Sleepy and other stuff
Last night I was reading on the couch and got so tired, so I shut my eyes around 9:30, knowing that I'd fall asleep for a bit. James woke me up at 4:45 a.m. for some cuddling, and I managed to finally drag my sleepy ass to bed for a couple more hours of sleep. Right now all I want to do is go to bed. I'm just going to type a short thing as I wait for the washer to be done so I can move the clothes to the dryer.

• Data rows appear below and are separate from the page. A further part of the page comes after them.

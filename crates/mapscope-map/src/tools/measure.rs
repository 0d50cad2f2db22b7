//! Distance and area measurement tool.

use mapscope_core::units::{format_area, format_length};
use serde::{Deserialize, Serialize};

use crate::algorithms::GeometryService;
use crate::geometry::{Coordinate, Geometry};
use crate::projection::geometry_to_lon_lat;

/// What a measurement computes.
#[derive(Debug, Clone, Copy, PartialEq, Eq, Serialize, Deserialize)]
pub enum MeasureKind {
    /// Geodesic length of a polyline.
    Distance,
    /// Spherical area of a polygon.
    Area,
}

/// A committed measurement shown in the measure overlay.
#[derive(Debug, Clone, PartialEq)]
pub struct MeasuredFeature {
    pub kind: MeasureKind,
    /// Geometry in map units.
    pub geometry: Geometry,
    /// Formatted value, e.g. `"1.23 km"`.
    pub label: String,
    /// Where the label is anchored.
    pub anchor: Coordinate,
}

/// In-progress measurement sketch in map units.
#[derive(Debug, Clone, PartialEq)]
pub struct MeasureSketch {
    kind: MeasureKind,
    vertices: Vec<Coordinate>,
}

impl MeasureSketch {
    pub fn new(kind: MeasureKind) -> Self {
        Self {
            kind,
            vertices: Vec::new(),
        }
    }

    pub fn kind(&self) -> MeasureKind {
        self.kind
    }

    pub fn vertices(&self) -> &[Coordinate] {
        &self.vertices
    }

    /// True once the first vertex was placed.
    pub fn is_started(&self) -> bool {
        !self.vertices.is_empty()
    }

    pub fn add_vertex(&mut self, c: Coordinate) {
        self.vertices.push(c);
    }

    /// Drops the sketch.
    pub fn cancel(&mut self) {
        self.vertices.clear();
    }

    /// Sketch geometry once it has enough vertices: two for a line, three
    /// for a polygon (returned closed).
    pub fn geometry(&self) -> Option<Geometry> {
        match self.kind {
            MeasureKind::Distance if self.vertices.len() >= 2 => {
                Some(Geometry::LineString(self.vertices.clone()))
            }
            MeasureKind::Area if self.vertices.len() >= 3 => {
                let mut ring = self.vertices.clone();
                ring.push(self.vertices[0]);
                Some(Geometry::Polygon(vec![ring]))
            }
            _ => None,
        }
    }

    /// Live label of the sketch.
    pub fn label(&self, engine: &dyn GeometryService) -> Option<String> {
        self.geometry()
            .map(|geometry| measure_label(self.kind, &geometry, engine))
    }

    /// Commits the sketch, leaving it empty. `None` when the sketch is too
    /// short to measure.
    pub fn finish(&mut self, engine: &dyn GeometryService) -> Option<MeasuredFeature> {
        let geometry = self.geometry();
        let vertices = std::mem::take(&mut self.vertices);
        let geometry = geometry?;
        let anchor = match self.kind {
            MeasureKind::Distance => vertices.last().copied(),
            MeasureKind::Area => geometry.extent().center(),
        }
        .unwrap_or_default();
        Some(MeasuredFeature {
            kind: self.kind,
            label: measure_label(self.kind, &geometry, engine),
            geometry,
            anchor,
        })
    }
}

/// Formats the geodesic length or area of a map-unit geometry.
pub fn measure_label(
    kind: MeasureKind,
    geometry: &Geometry,
    engine: &dyn GeometryService,
) -> String {
    let lon_lat = geometry_to_lon_lat(geometry);
    match kind {
        MeasureKind::Distance => format_length(engine.length(&lon_lat)),
        MeasureKind::Area => format_area(engine.area(&lon_lat)),
    }
}

/// Committed measurements.
#[derive(Debug, Clone, Default)]
pub struct MeasureOverlay {
    items: Vec<MeasuredFeature>,
}

impl MeasureOverlay {
    pub fn new() -> Self {
        Self::default()
    }

    pub fn push(&mut self, item: MeasuredFeature) {
        self.items.push(item);
    }

    pub fn items(&self) -> &[MeasuredFeature] {
        &self.items
    }

    pub fn clear(&mut self) {
        self.items.clear();
    }

    pub fn len(&self) -> usize {
        self.items.len()
    }

    pub fn is_empty(&self) -> bool {
        self.items.is_empty()
    }
}

#[cfg(test)]
mod tests {
    use super::*;
    use crate::algorithms::GeodesicEngine;
    use crate::projection::from_lon_lat;

    #[test]
    fn test_distance_needs_two_vertices() {
        let engine = GeodesicEngine::new();
        let mut sketch = MeasureSketch::new(MeasureKind::Distance);
        sketch.add_vertex(from_lon_lat(0.0, 0.0));
        assert!(sketch.label(&engine).is_none());

        sketch.add_vertex(from_lon_lat(0.0, 1.0));
        // One degree of latitude on the 6 371 008.8 m sphere.
        assert_eq!(sketch.label(&engine).as_deref(), Some("111.2 km"));

        let measured = sketch.finish(&engine).unwrap();
        assert_eq!(measured.label, "111.2 km");
        assert!(!sketch.is_started());
    }

    #[test]
    fn test_area_polygon_is_closed() {
        let mut sketch = MeasureSketch::new(MeasureKind::Area);
        for (x, y) in [(0.0, 0.0), (100.0, 0.0), (100.0, 100.0)] {
            sketch.add_vertex(Coordinate::new(x, y));
        }
        match sketch.geometry() {
            Some(Geometry::Polygon(rings)) => {
                assert_eq!(rings[0].len(), 4);
                assert_eq!(rings[0][0], rings[0][3]);
            }
            other => panic!("unexpected geometry {:?}", other),
        }
    }

    #[test]
    fn test_finish_too_short_discards() {
        let engine = GeodesicEngine::new();
        let mut sketch = MeasureSketch::new(MeasureKind::Area);
        sketch.add_vertex(Coordinate::new(0.0, 0.0));
        assert!(sketch.finish(&engine).is_none());
        assert!(!sketch.is_started());
    }
}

I re-started working out yesterday!!! Yay me!!! TIC and I went during lunch yesterday, even though I hadn't eaten anything so was pretty weak. And we went again today. And today I met with the personal trainer who yesterday gave me crap for riding the bike at level 1 while TIC next to me was at level 5 - yes, I know, but I was feeling weak!!! Today, he took all my measurements and weighed me and I held some machine to give me my body fat percentage, and then I told him what my goals were and all that. And on Thursday I'm getting a free workout with him! But I'm a bit nervous cause I really don't LOVE cardio besides walking fast on the treadmill, and he told me he was going to work me very hard and that I'd maybe be needing my inhaler. Depending on how it goes, though, I'm thinking of using a very small bit of the money in my new savings account to buy a few sessions with him, because I need a jump start on this getting in shape thing, and to have a plan of sorts developed for me. Otherwise I don't push myself, and I'll get really discouraged if I don't see results right away, etc. He even said he'd email me with meal plans and stuff. And he flattered me by telling me that I look good, but he can help me look fabulous - in so many words. Of course, the one thing he hasn't discussed with me is price, so I'll have to see about all this.
Oh I'm sleepy!
At 4:30 this afternoon, my boss came out of his office, ready to leave. And told me that he'd just heard from his wife, who'd just gotten back from a doctor's appointment, and the biochemotherapy that she's receiving for her melanoma (which has recently metastasized (sp?) into her lungs) isn't working. She's had two out of a possible four treatments so far. But because it isn't working, the doctors aren't going forward with the third treatment. My boss said that "they'd now look into other alternatives", but from everything he's told us, this biochemo was kind of the last big thing. He was calm when he told me all this, in a sort of shocked way. The hardest thing for me was that his eyes were red, so I know he'd been crying. It broke my heart. His wife is only 52, and her options have really run out. I don't know what they'll be trying now, but I imagine that it would only be something meant to slightly prolong her life, because a cure seems out of the question, barring a miracle. I feel so awful for them.
I'm ridiculously tired! My laundry must be finished in the washer soon, so I need to see to that and let myself sleep!